While it’s the case that elderly people have been most at risk of contracting Covid-19 and dying from it, the economic cost has been highest for teenagers and those in their 20s. It is young people, whose jobs are disproportionately concentrated in the retailing and hospitality sectors, that have been most likely to be furloughed or had their roles made redundant.
Nor is it just working young people who have suffered. The closure of schools has had a negative impact on the mental health and the educational attainment of children, especially those from less well-off households. Students have been paying full whack for university that includes all the hard work without any of the communal rite-of-passage experiences that make it fun.
All things considered, young people have been pretty good-natured about this. They have been prepared to make personal sacrifices to protect grandma and grandad even though the chances of them dying from Covid-19 were – and remain – low.
If that patience is now wearing thin, it is hardly surprising. The government promised that when grandma and grandad had been vaccinated – as they now have been – restrictions would be lifted and young people would be able to party hard for the first time in 18 months.

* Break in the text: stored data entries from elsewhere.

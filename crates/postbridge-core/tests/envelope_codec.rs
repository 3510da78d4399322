//! Envelope construction and encoding.

#![allow(clippy::unwrap_used)]
#![allow(clippy::expect_used)]
#![allow(clippy::panic)]

use std::collections::HashSet;

use serde_json::{json, Value};

use postbridge_core::protocol::{
    decode_envelope, encode_envelope, DataResponse, Envelope, ErrorReport, Lifecycle, Message,
    MessageType, StateUpdate,
};
use postbridge_core::BridgeError;

#[test]
fn fresh_envelopes_have_distinct_ids() {
    let ids: HashSet<String> = (0..1000)
        .map(|_| {
            Envelope::new(StateUpdate { path: vec![], value: Value::Null })
                .id()
                .unwrap()
                .to_string()
        })
        .collect();
    assert_eq!(ids.len(), 1000);
}

#[test]
fn encoded_form_uses_wire_field_names() {
    let env = Envelope::with_id(
        "req-1",
        DataResponse { resource: "profile".into(), data: json!({"name": "ada"}), error: None },
    );
    let raw = encode_envelope(&env).unwrap();
    let v: Value = serde_json::from_slice(&raw).unwrap();

    assert_eq!(v["type"], "DATA_RESPONSE");
    assert_eq!(v["id"], "req-1");
    assert_eq!(v["payload"]["resource"], "profile");
    assert!(v["payload"].get("error").is_none());
    assert!(v["timestamp"].as_str().unwrap().ends_with('Z'));
}

#[test]
fn json_payload_survives_the_boundary() {
    let value = json!({
        "scores": [1, 2.5, -3],
        "nested": { "ok": true, "none": null, "text": "héllo \"quoted\"" }
    });
    let env = Envelope::new(StateUpdate { path: vec!["game".into()], value: value.clone() });

    let back = decode_envelope(&encode_envelope(&env).unwrap()).unwrap();
    assert_eq!(back.id(), env.id());
    let Message::StateUpdate(update) = back.into_message() else {
        panic!("expected StateUpdate");
    };
    assert_eq!(update.value, value);
}

#[test]
fn lifecycle_variants_share_payload_shape() {
    let ready = Envelope::new(Message::WebviewReady(Lifecycle { timestamp: 42 }));
    let mounted = Envelope::new(Message::WebviewMounted(Lifecycle { timestamp: 42 }));
    let a: Value = serde_json::from_slice(&encode_envelope(&ready).unwrap()).unwrap();
    let b: Value = serde_json::from_slice(&encode_envelope(&mounted).unwrap()).unwrap();

    assert_eq!(a["payload"], b["payload"]);
    assert_eq!(a["type"], "WEBVIEW_READY");
    assert_eq!(b["type"], "WEBVIEW_MOUNTED");
}

#[test]
fn handler_failure_report_names_failing_type() {
    let report = ErrorReport::handler_failure(MessageType::UserAction, "boom");
    assert_eq!(report.kind, "HANDLER_ERROR");
    assert_eq!(report.message, "boom");
    assert_eq!(report.failing_type(), Some("USER_ACTION"));
}

#[test]
fn timeout_report_carries_code_and_type() {
    let err = BridgeError::Timeout { message_type: MessageType::DataRequest, timeout_ms: 100 };
    let report = ErrorReport::from_error(&err);
    assert_eq!(report.kind, "TIMEOUT");
    assert_eq!(report.failing_type(), Some("DATA_REQUEST"));
    assert!(report.message.contains("DATA_REQUEST"));
}

#[test]
fn message_type_strings_match_wire_tags() {
    for t in MessageType::ALL {
        let s = serde_json::to_string(&t).unwrap();
        assert_eq!(s, format!("\"{}\"", t.as_str()));
    }
}
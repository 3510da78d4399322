use std::time::Duration;

use serde::Deserialize;
use serde_json::Value;
use postbridge_core::error::{BridgeError, Result};

#[derive(Debug, Clone, Deserialize)]
#[serde(deny_unknown_fields)]
pub struct BridgeConfig {
    pub version: u32,

    #[serde(default)]
    pub host: HostSection,

    #[serde(default)]
    pub bus: BusConfig,
}

impl BridgeConfig {
    pub fn validate(&self) -> Result<()> {
        if self.version != 1 {
            return Err(BridgeError::BadConfig(format!(
                "unsupported config version: {}",
                self.version
            )));
        }
        if self.host.listen.trim().is_empty() {
            return Err(BridgeError::BadConfig("host.listen must not be empty".into()));
        }
        if !(self.host.initial_state.is_null() || self.host.initial_state.is_object()) {
            return Err(BridgeError::BadConfig(
                "host.initial_state must be a mapping".into(),
            ));
        }
        self.bus.validate()
    }
}

#[derive(Debug, Clone, Deserialize)]
#[serde(deny_unknown_fields)]
pub struct HostSection {
    #[serde(default = "default_listen")]
    pub listen: String,

    /// Seed for the host state store; `data.<resource>` answers DATA_REQUEST.
    #[serde(default)]
    pub initial_state: Value,
}

impl Default for HostSection {
    fn default() -> Self {
        Self {
            listen: default_listen(),
            initial_state: Value::Null,
        }
    }
}

/// Per-bus tunables. Both sides of the boundary use the same section.
#[derive(Debug, Clone, Deserialize)]
#[serde(deny_unknown_fields)]
pub struct BusConfig {
    /// Deadline applied by `send_and_wait` when the caller gives none.
    #[serde(default = "default_timeout_ms")]
    pub default_timeout_ms: u64,

    #[serde(default = "default_max_pending_requests")]
    pub max_pending_requests: usize,

    /// Raw channel queue depth (frames).
    #[serde(default = "default_channel_capacity")]
    pub channel_capacity: usize,
}

impl Default for BusConfig {
    fn default() -> Self {
        Self {
            default_timeout_ms: default_timeout_ms(),
            max_pending_requests: default_max_pending_requests(),
            channel_capacity: default_channel_capacity(),
        }
    }
}

impl BusConfig {
    pub fn validate(&self) -> Result<()> {
        if !(1..=600_000).contains(&self.default_timeout_ms) {
            return Err(BridgeError::BadConfig(
                "bus.default_timeout_ms must be between 1 and 600000".into(),
            ));
        }
        if !(1..=65_536).contains(&self.max_pending_requests) {
            return Err(BridgeError::BadConfig(
                "bus.max_pending_requests must be between 1 and 65536".into(),
            ));
        }
        if !(1..=65_536).contains(&self.channel_capacity) {
            return Err(BridgeError::BadConfig(
                "bus.channel_capacity must be between 1 and 65536".into(),
            ));
        }
        Ok(())
    }

    pub fn default_timeout(&self) -> Duration {
        Duration::from_millis(self.default_timeout_ms)
    }
}

fn default_listen() -> String {
    "127.0.0.1:8787".into()
}
fn default_timeout_ms() -> u64 {
    5000
}
fn default_max_pending_requests() -> usize {
    1024
}
fn default_channel_capacity() -> usize {
    256
}
use std::fmt;

use serde::{Deserialize, Serialize};

/// Envelope tag. Serialized as `SCREAMING_SNAKE_CASE` (field name `type`).
#[derive(Debug, Clone, Copy, PartialEq, Eq, Hash, Serialize, Deserialize)]
#[serde(rename_all = "SCREAMING_SNAKE_CASE")]
pub enum MessageType {
    StateUpdate,
    StateRequest,
    ErrorReport,
    ErrorAcknowledge,
    UserAction,
    ActionResponse,
    WebviewReady,
    WebviewMounted,
    DataRequest,
    DataResponse,
}

impl MessageType {
    /// Every tag, in declaration order.
    pub const ALL: [MessageType; 10] = [
        MessageType::StateUpdate,
        MessageType::StateRequest,
        MessageType::ErrorReport,
        MessageType::ErrorAcknowledge,
        MessageType::UserAction,
        MessageType::ActionResponse,
        MessageType::WebviewReady,
        MessageType::WebviewMounted,
        MessageType::DataRequest,
        MessageType::DataResponse,
    ];

    pub fn as_str(self) -> &'static str {
        match self {
            MessageType::StateUpdate => "STATE_UPDATE",
            MessageType::StateRequest => "STATE_REQUEST",
            MessageType::ErrorReport => "ERROR_REPORT",
            MessageType::ErrorAcknowledge => "ERROR_ACKNOWLEDGE",
            MessageType::UserAction => "USER_ACTION",
            MessageType::ActionResponse => "ACTION_RESPONSE",
            MessageType::WebviewReady => "WEBVIEW_READY",
            MessageType::WebviewMounted => "WEBVIEW_MOUNTED",
            MessageType::DataRequest => "DATA_REQUEST",
            MessageType::DataResponse => "DATA_RESPONSE",
        }
    }
}

impl fmt::Display for MessageType {
    fn fmt(&self, f: &mut fmt::Formatter<'_>) -> fmt::Result {
        f.write_str(self.as_str())
    }
}
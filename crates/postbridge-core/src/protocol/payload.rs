//! Typed payloads, one shape per `MessageType`.
//!
//! The wire keeps `type` and `payload` as sibling fields; `Message` joins them
//! back into a tagged union so consumers match on variants instead of probing
//! JSON shapes at runtime.

use chrono::Utc;
use serde::de::DeserializeOwned;
use serde::{Deserialize, Serialize};
use serde_json::{Map, Value};

use crate::error::{BridgeError, Result};
use crate::protocol::MessageType;

/// `STATE_UPDATE`: apply `value` at `path` in the receiver's state store.
#[derive(Debug, Clone, PartialEq, Serialize, Deserialize)]
pub struct StateUpdate {
    pub path: Vec<String>,
    pub value: Value,
}

/// `STATE_REQUEST`: ask the peer for the value at `path`.
#[derive(Debug, Clone, PartialEq, Serialize, Deserialize)]
pub struct StateRequest {
    pub path: Vec<String>,
}

/// `ERROR_REPORT` payload. Also embedded in responses that carry a failure.
#[derive(Debug, Clone, PartialEq, Serialize, Deserialize)]
pub struct ErrorReport {
    /// Error category (e.g. `HANDLER_ERROR`, `NETWORK_ERROR`).
    #[serde(rename = "type")]
    pub kind: String,
    /// Human-readable message.
    pub message: String,
    #[serde(default, skip_serializing_if = "Option::is_none")]
    pub details: Option<Map<String, Value>>,
    #[serde(default, skip_serializing_if = "Option::is_none")]
    pub stack: Option<String>,
}

impl ErrorReport {
    pub fn new(kind: impl Into<String>, message: impl Into<String>) -> Self {
        Self {
            kind: kind.into(),
            message: message.into(),
            details: None,
            stack: None,
        }
    }

    /// Report for a handler that failed while processing `failing`.
    pub fn handler_failure(failing: MessageType, reason: impl Into<String>) -> Self {
        Self::new(crate::ErrorCode::HandlerError.as_str(), reason)
            .with_detail("messageType", Value::String(failing.as_str().to_owned()))
    }

    /// Report for a local error; `kind` is the error's stable code.
    pub fn from_error(err: &BridgeError) -> Self {
        let report = Self::new(err.code().as_str(), err.to_string());
        match err {
            BridgeError::Timeout { message_type, .. } => report
                .with_detail("messageType", Value::String(message_type.as_str().to_owned())),
            _ => report,
        }
    }

    pub fn with_detail(mut self, key: impl Into<String>, value: Value) -> Self {
        self.details
            .get_or_insert_with(Map::new)
            .insert(key.into(), value);
        self
    }

    /// `details.messageType`, when the report names one.
    pub fn failing_type(&self) -> Option<&str> {
        self.details
            .as_ref()
            .and_then(|d| d.get("messageType"))
            .and_then(Value::as_str)
    }
}

/// `ERROR_ACKNOWLEDGE`: the receiver saw an error report.
#[derive(Debug, Clone, Default, PartialEq, Serialize, Deserialize)]
#[serde(rename_all = "camelCase")]
pub struct ErrorAcknowledge {
    /// Envelope id of the acknowledged report.
    #[serde(default, skip_serializing_if = "Option::is_none")]
    pub report_id: Option<String>,
}

/// `USER_ACTION`
#[derive(Debug, Clone, PartialEq, Serialize, Deserialize)]
pub struct UserAction {
    pub action: String,
    #[serde(default, skip_serializing_if = "Option::is_none")]
    pub data: Option<Value>,
}

/// `ACTION_RESPONSE`
#[derive(Debug, Clone, PartialEq, Serialize, Deserialize)]
pub struct ActionResponse {
    pub action: String,
    #[serde(default, skip_serializing_if = "Option::is_none")]
    pub data: Option<Value>,
    #[serde(default, skip_serializing_if = "Option::is_none")]
    pub error: Option<ErrorReport>,
}

/// `WEBVIEW_READY` / `WEBVIEW_MOUNTED`
#[derive(Debug, Clone, Copy, PartialEq, Eq, Serialize, Deserialize)]
pub struct Lifecycle {
    /// Milliseconds since the Unix epoch.
    pub timestamp: i64,
}

impl Lifecycle {
    pub fn now() -> Self {
        Self {
            timestamp: Utc::now().timestamp_millis(),
        }
    }
}

/// `DATA_REQUEST`
#[derive(Debug, Clone, PartialEq, Serialize, Deserialize)]
pub struct DataRequest {
    pub resource: String,
    #[serde(default, skip_serializing_if = "Option::is_none")]
    pub params: Option<Map<String, Value>>,
}

/// `DATA_RESPONSE`
#[derive(Debug, Clone, PartialEq, Serialize, Deserialize)]
pub struct DataResponse {
    pub resource: String,
    #[serde(default)]
    pub data: Value,
    #[serde(default, skip_serializing_if = "Option::is_none")]
    pub error: Option<ErrorReport>,
}

/// Tagged union over every message type and its payload.
#[derive(Debug, Clone, PartialEq)]
pub enum Message {
    StateUpdate(StateUpdate),
    StateRequest(StateRequest),
    ErrorReport(ErrorReport),
    ErrorAcknowledge(ErrorAcknowledge),
    UserAction(UserAction),
    ActionResponse(ActionResponse),
    WebviewReady(Lifecycle),
    WebviewMounted(Lifecycle),
    DataRequest(DataRequest),
    DataResponse(DataResponse),
}

impl Message {
    pub fn message_type(&self) -> MessageType {
        match self {
            Message::StateUpdate(_) => MessageType::StateUpdate,
            Message::StateRequest(_) => MessageType::StateRequest,
            Message::ErrorReport(_) => MessageType::ErrorReport,
            Message::ErrorAcknowledge(_) => MessageType::ErrorAcknowledge,
            Message::UserAction(_) => MessageType::UserAction,
            Message::ActionResponse(_) => MessageType::ActionResponse,
            Message::WebviewReady(_) => MessageType::WebviewReady,
            Message::WebviewMounted(_) => MessageType::WebviewMounted,
            Message::DataRequest(_) => MessageType::DataRequest,
            Message::DataResponse(_) => MessageType::DataResponse,
        }
    }

    /// Serialize the payload half of the message.
    pub fn to_payload(&self) -> Result<Value> {
        let v = match self {
            Message::StateUpdate(p) => serde_json::to_value(p),
            Message::StateRequest(p) => serde_json::to_value(p),
            Message::ErrorReport(p) => serde_json::to_value(p),
            Message::ErrorAcknowledge(p) => serde_json::to_value(p),
            Message::UserAction(p) => serde_json::to_value(p),
            Message::ActionResponse(p) => serde_json::to_value(p),
            Message::WebviewReady(p) | Message::WebviewMounted(p) => serde_json::to_value(p),
            Message::DataRequest(p) => serde_json::to_value(p),
            Message::DataResponse(p) => serde_json::to_value(p),
        };
        v.map_err(|e| BridgeError::Internal(format!("payload encode failed: {e}")))
    }

    /// Rebuild a message from its tag and raw payload.
    pub fn from_payload(msg_type: MessageType, payload: Value) -> Result<Self> {
        Ok(match msg_type {
            MessageType::StateUpdate => Message::StateUpdate(parse(msg_type, payload)?),
            MessageType::StateRequest => Message::StateRequest(parse(msg_type, payload)?),
            MessageType::ErrorReport => Message::ErrorReport(parse(msg_type, payload)?),
            MessageType::ErrorAcknowledge => Message::ErrorAcknowledge(parse(msg_type, payload)?),
            MessageType::UserAction => Message::UserAction(parse(msg_type, payload)?),
            MessageType::ActionResponse => Message::ActionResponse(parse(msg_type, payload)?),
            MessageType::WebviewReady => Message::WebviewReady(parse(msg_type, payload)?),
            MessageType::WebviewMounted => Message::WebviewMounted(parse(msg_type, payload)?),
            MessageType::DataRequest => Message::DataRequest(parse(msg_type, payload)?),
            MessageType::DataResponse => Message::DataResponse(parse(msg_type, payload)?),
        })
    }
}

fn parse<T: DeserializeOwned>(msg_type: MessageType, payload: Value) -> Result<T> {
    serde_json::from_value(payload)
        .map_err(|e| BridgeError::Malformed(format!("invalid {msg_type} payload: {e}")))
}

macro_rules! impl_from_payload {
    ($($ty:ident),* $(,)?) => {
        $(
            impl From<$ty> for Message {
                fn from(p: $ty) -> Self {
                    Message::$ty(p)
                }
            }
        )*
    };
}

impl_from_payload!(
    StateUpdate,
    StateRequest,
    ErrorReport,
    ErrorAcknowledge,
    UserAction,
    ActionResponse,
    DataRequest,
    DataResponse,
);
//! Wire protocol shared by both sides of the boundary.
//!
//! - `message_type`: the closed set of envelope tags.
//! - `payload`: one statically shaped payload per tag, unified as `Message`.
//! - `envelope`: the immutable unit of exchange plus its JSON codec.
//!
//! Decoding is panic-free: anything that does not fit the envelope shape is
//! reported as `BridgeError::Malformed` and never reaches a handler.

pub mod envelope;
pub mod message_type;
pub mod payload;

pub use envelope::{decode_envelope, encode_envelope, fresh_id, Envelope};
pub use message_type::MessageType;
pub use payload::{
    ActionResponse, DataRequest, DataResponse, ErrorAcknowledge, ErrorReport, Lifecycle, Message,
    StateRequest, StateUpdate, UserAction,
};
//! Axum router wiring (HTTP -> WS upgrade).

use axum::{routing::get, Router};

use crate::{host::HostState, ops, transport};

pub fn build_router(state: HostState) -> Router {
    Router::new()
        .route("/v1/bridge", get(transport::ws::bridge_upgrade))
        .route("/healthz", get(ops::healthz))
        .with_state(state)
}
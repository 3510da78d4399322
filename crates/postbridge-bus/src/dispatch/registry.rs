use std::any::Any;
use std::panic::AssertUnwindSafe;
use std::sync::atomic::{AtomicU64, Ordering};
use std::sync::{Arc, Weak};

use dashmap::DashMap;
use futures_util::FutureExt;

use postbridge_core::protocol::{Envelope, MessageType};

use crate::context::Side;
use crate::dispatch::Handler;
use crate::error_channel::ErrorChannel;

struct Registration {
    id: u64,
    handler: Arc<dyn Handler>,
}

/// Per-type handler sets, kept in registration order.
pub struct DispatchRegistry {
    side: Side,
    handlers: DashMap<MessageType, Vec<Registration>>,
    next_id: AtomicU64,
    errors: ErrorChannel,
}

/// Counts from one `dispatch` call.
#[derive(Debug, Clone, Copy, Default, PartialEq, Eq)]
pub struct DispatchOutcome {
    pub invoked: usize,
    pub failed: usize,
}

impl DispatchRegistry {
    pub fn new(side: Side, errors: ErrorChannel) -> Self {
        Self {
            side,
            handlers: DashMap::new(),
            next_id: AtomicU64::new(1),
            errors,
        }
    }

    /// Add `handler` for `msg_type`.
    ///
    /// The same `Arc` registered twice for one type stays a single
    /// registration; the returned handle then refers to the existing one.
    pub fn register(self: &Arc<Self>, msg_type: MessageType, handler: Arc<dyn Handler>) -> Subscription {
        let mut set = self.handlers.entry(msg_type).or_default();

        let id = match set.iter().find(|r| same_handler(&r.handler, &handler)) {
            Some(existing) => existing.id,
            None => {
                let id = self.next_id.fetch_add(1, Ordering::Relaxed);
                set.push(Registration { id, handler });
                id
            }
        };
        let count = set.len();
        drop(set);

        tracing::debug!(side = %self.side, msg_type = %msg_type, registration = id, handlers = count, "handler registered");

        Subscription {
            registry: Arc::downgrade(self),
            msg_type,
            id,
        }
    }

    /// Remove one registration. Returns false when it was already gone.
    pub fn unregister(&self, msg_type: MessageType, id: u64) -> bool {
        let Some(mut set) = self.handlers.get_mut(&msg_type) else {
            return false;
        };
        let before = set.len();
        set.retain(|r| r.id != id);
        let removed = set.len() != before;
        if set.is_empty() {
            drop(set);
            self.handlers.remove_if(&msg_type, |_, v| v.is_empty());
        }
        if removed {
            tracing::debug!(side = %self.side, msg_type = %msg_type, registration = id, "handler unregistered");
        }
        removed
    }

    pub fn handler_count(&self, msg_type: MessageType) -> usize {
        self.handlers.get(&msg_type).map(|s| s.len()).unwrap_or(0)
    }

    /// Invoke every handler registered for the envelope's type, one after
    /// another, in registration order.
    ///
    /// The handler set is snapshotted first: handlers added while this
    /// envelope is being dispatched see only later envelopes. A failing
    /// handler is reported through the error channel and does not stop the
    /// rest. Failures while handling `ERROR_REPORT` or `ERROR_ACKNOWLEDGE`
    /// are only logged.
    pub async fn dispatch(&self, env: &Envelope) -> DispatchOutcome {
        let msg_type = env.message_type();
        let snapshot: Vec<Arc<dyn Handler>> = self
            .handlers
            .get(&msg_type)
            .map(|set| set.iter().map(|r| Arc::clone(&r.handler)).collect())
            .unwrap_or_default();

        let mut outcome = DispatchOutcome::default();
        if snapshot.is_empty() {
            tracing::trace!(side = %self.side, msg_type = %msg_type, "no handlers");
            return outcome;
        }

        for handler in snapshot {
            outcome.invoked += 1;

            let reason = match AssertUnwindSafe(handler.handle(env)).catch_unwind().await {
                Ok(Ok(())) => continue,
                Ok(Err(e)) => e.to_string(),
                Err(panic) => format!("handler panicked: {}", panic_message(panic.as_ref())),
            };
            outcome.failed += 1;

            if !reports_failures(msg_type) {
                tracing::warn!(side = %self.side, msg_type = %msg_type, id = env.id().unwrap_or("-"), reason = %reason, "error-traffic handler failed");
                continue;
            }

            tracing::warn!(side = %self.side, msg_type = %msg_type, id = env.id().unwrap_or("-"), reason = %reason, "handler failed");
            self.errors.report_handler_failure(msg_type, &reason);
        }

        outcome
    }
}

/// Handle returned by registration. Dropping it keeps the handler registered.
#[derive(Debug, Clone)]
pub struct Subscription {
    registry: Weak<DispatchRegistry>,
    msg_type: MessageType,
    id: u64,
}

impl Subscription {
    /// Remove the registration. Safe to call more than once.
    pub fn unsubscribe(&self) -> bool {
        self.registry
            .upgrade()
            .map(|r| r.unregister(self.msg_type, self.id))
            .unwrap_or(false)
    }

    pub fn message_type(&self) -> MessageType {
        self.msg_type
    }
}

/// Error traffic never produces more error traffic: a report answered with
/// an acknowledgement must not come back as another report.
fn reports_failures(msg_type: MessageType) -> bool {
    !matches!(msg_type, MessageType::ErrorReport | MessageType::ErrorAcknowledge)
}

fn same_handler(a: &Arc<dyn Handler>, b: &Arc<dyn Handler>) -> bool {
    Arc::as_ptr(a) as *const () == Arc::as_ptr(b) as *const ()
}

fn panic_message(panic: &(dyn Any + Send)) -> &str {
    if let Some(s) = panic.downcast_ref::<&'static str>() {
        s
    } else if let Some(s) = panic.downcast_ref::<String>() {
        s.as_str()
    } else {
        "unknown panic"
    }
}
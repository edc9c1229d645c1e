//! 🔁 Retry policies: how long to wait before the next try, and when to stop trying.
//!
//! Two flavors live here:
//! - [`RetryPolicy`]: budgeted. Delivery retries back off exponentially until the
//!   time since the first attempt reaches the budget, then the batch is backed up.
//!   Sleeps are clamped to whatever budget is left, so the give-up moment lands
//!   within one backoff step of the budget instead of one backoff step past it.
//! - [`Backoff`]: unbudgeted. For things that must eventually succeed (backup
//!   puts) or must never stop (queue polls): just a capped, doubling delay.

use std::time::Duration;

/// ⚖️ What to do after a failed delivery attempt.
#[derive(Debug, Clone, Copy, PartialEq, Eq)]
pub(crate) enum RetryDecision {
    /// 😴 Sleep this long, then try the same batch again.
    RetryAfter(Duration),
    /// 🧯 Budget spent. Off to the backup store.
    Exhausted,
}

#[derive(Debug, Clone)]
pub(crate) struct RetryPolicy {
    initial_backoff: Duration,
    max_backoff: Duration,
    multiplier: u32,
    budget: Duration,
}

impl RetryPolicy {
    pub(crate) fn new(initial_backoff: Duration, max_backoff: Duration, budget: Duration) -> Self {
        Self {
            initial_backoff,
            max_backoff: max_backoff.max(initial_backoff),
            multiplier: 2,
            budget,
        }
    }

    pub(crate) fn budget(&self) -> Duration {
        self.budget
    }

    /// 📐 Unclamped delay after the `attempt`-th failure (1-based): initial × 2^(n-1), capped.
    pub(crate) fn delay_for_attempt(&self, attempt: u32) -> Duration {
        if attempt == 0 {
            return Duration::ZERO;
        }
        let factor = self.multiplier.saturating_pow(attempt.saturating_sub(1).min(31));
        self.initial_backoff.saturating_mul(factor).min(self.max_backoff)
    }

    /// ⚖️ Decide after the `attempt`-th failure, `elapsed` after the first attempt began.
    pub(crate) fn decide(&self, attempt: u32, elapsed: Duration) -> RetryDecision {
        match self.budget.checked_sub(elapsed) {
            Some(remaining) if !remaining.is_zero() => {
                RetryDecision::RetryAfter(self.delay_for_attempt(attempt).min(remaining))
            }
            _ => RetryDecision::Exhausted,
        }
    }
}

/// 🪜 A capped doubling delay with no budget. `next_delay` climbs, `reset` starts over.
#[derive(Debug, Clone)]
pub(crate) struct Backoff {
    initial: Duration,
    max: Duration,
    current: Duration,
}

impl Backoff {
    pub(crate) fn new(initial: Duration, max: Duration) -> Self {
        Self {
            initial,
            max: max.max(initial),
            current: initial,
        }
    }

    pub(crate) fn next_delay(&mut self) -> Duration {
        let delay = self.current;
        self.current = self.current.saturating_mul(2).min(self.max);
        delay
    }

    pub(crate) fn reset(&mut self) {
        self.current = self.initial;
    }
}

Now, ministers are drawing up plans for vaccine passports, which will give bouncers on the doors of clubs a new reason to deny access, as in: “Sorry, you haven’t been double jabbed so I can’t let you in.”
The message to young people is that they will have only themselves to blame for the new restrictions because take-up of vaccines is low, and that the alternative is to close clubs entirely. Actually, the alternative is a properly functioning test, trace and isolate system, but in the meantime young people make convenient scapegoats for the government’s failings.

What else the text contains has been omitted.